# Given data

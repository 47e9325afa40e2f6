//! Notifier port: the audible/visual side-effect surface
//!
//! The engine triggers effects through this trait and never implements them
//! itself; hosts plug in platform-specific sound/vibration/notification
//! backends. `start_effects` may be retried by the engine's environment and
//! must be at-least-once safe on the implementing side.

use anyhow::Result;
use async_trait::async_trait;
use tracing::info;

/// Side-effect surface invoked when an alarm rings or is stopped
#[async_trait]
pub trait NotifierPort: Send + Sync {
    /// Start alarm effects: sound, vibration and a dismissible notification
    /// carrying a Stop action that the host wires back to
    /// [`DeliveryEngine::stop`](crate::services::DeliveryEngine::stop).
    async fn start_effects(&self, id: &str, title: &str) -> Result<()>;

    /// Tear down the effects started for `id`
    async fn stop_effects(&self, id: &str) -> Result<()>;
}

/// Default notifier that renders effects as structured log lines
///
/// Used by the daemon when no platform backend is wired in.
pub struct LogNotifier;

#[async_trait]
impl NotifierPort for LogNotifier {
    async fn start_effects(&self, id: &str, title: &str) -> Result<()> {
        info!(alarm_id = id, title, "ALARM ringing: sound + vibration + notification");
        Ok(())
    }

    async fn stop_effects(&self, id: &str) -> Result<()> {
        info!(alarm_id = id, "alarm effects stopped");
        Ok(())
    }
}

# Assigned task
Using the material above, copy every line in which the string "vibration" occurs.

# Written answer
//! itself; hosts plug in platform-specific sound/vibration/notification
    /// Start alarm effects: sound, vibration and a dismissible notification
        info!(alarm_id = id, title, "ALARM ringing: sound + vibration + notification");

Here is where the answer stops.